Another 4.5 million Americans expected to have filed for unemployment benefits

The coronavirus pandemic’s impact has been rippling through the U.S. economy, and market participants will get fresh data Thursday morning from the U.S. Labor Department reflecting the continued damage being done to the U.S. labor market.

Economists expect another 4.5 million Americans applied for unemployment benefits for the week ending April 18. In the prior week, jobless claims totaled 5.245 million. Over the previous four weeks, more than 22 million Americans have filed unemployment insurance claims.

Continuing claims, which lag initial jobless claims data by one week, is expected to total 17 million for the week ending April 11 after hitting a record 11.976 million in the week ending April 4.

(David Foster/Yahoo Finance)

Even as the number of jobless claims is expected to stay in the million in the near term, economists broadly expect the figure to steadily decline going forward.

“Claims have moved passed the peak more visibly now, but the cumulative number is still rising significantly,” Morgan Stanley economist Jan Kozak wrote in a note Wednesday.

The rise in the cumulative number will be due to the massive backlog of claims that are waiting to be processed, according to Kozak.

Nomura economist Lewis Alexander echoed Kozak’s prediction. “While the labor market remains under severe strain, states that imposed lockdowns relatively early are seeing claims activity improve somewhat,” he wrote in a note to clients April 17.

Certain states got hit harder than others last week as massive backlogs continued to pile up; however, most states saw declining numbers of claims from the previous week. For the week ended April 11, California saw the highest number of initial claims at an estimated 660,000 on an unadjusted basis, down considerably from 918,000 the prior week. New York had an estimated 395,000, Georgia reported 317,000, Pennsylvania had 238,000.

Unemployment is tearing through the U.S.

Alexander also argued that with certain parts of the CARES Act will likely encourage some business to hold off on letting employees go. “That said, with roughly 20mn initial jobless claims filed over the past four weeks, we continue to expect a decline of 20mn or more in April nonfarm payroll employment and the unemployment rate to approach 20% over the next two months,” he said.

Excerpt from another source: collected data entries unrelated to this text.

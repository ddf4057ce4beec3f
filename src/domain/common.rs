use uuid::Uuid;

/// Identifies entities that expose a stable unique identifier.
pub trait Identifiable {
    fn id(&self) -> Uuid;
}

/// Supplies a presentation-ready label for UI or logs.
pub trait Displayable {
    fn display_label(&self) -> String;
}

/// Records scoped to the signed-in user who created them.
pub trait UserScoped {
    fn user_id(&self) -> &str;

    fn belongs_to(&self, user_id: &str) -> bool {
        self.user_id() == user_id
    }
}

// Re-export common dependencies so consumers can rely on this module as a façade.
pub use chrono;
pub use rust_decimal;
pub use serde;
pub use uuid;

Kozak noted that when translating jobless claims to unemployment rates, “not every initial unemployment claim will translate into unemployment insurance benefits. In a nutshell, taking into account BLS methodology as well as transition rates observed in historical relationships, we expect that fewer lost jobs will be counted in the official unemployment rate. For instance, in the headline unemployment rate, a lower share of job losses are registered as unemployed, which offsets the number of job losses.”

As of Wednesday afternoon, there were more than 2.5 million confirmed COVID-19 cases and 179,000 deaths worldwide, according to Johns Hopkins University data. The U.S. has the most infections globally with 826,000 cases and more than 45,000 deaths.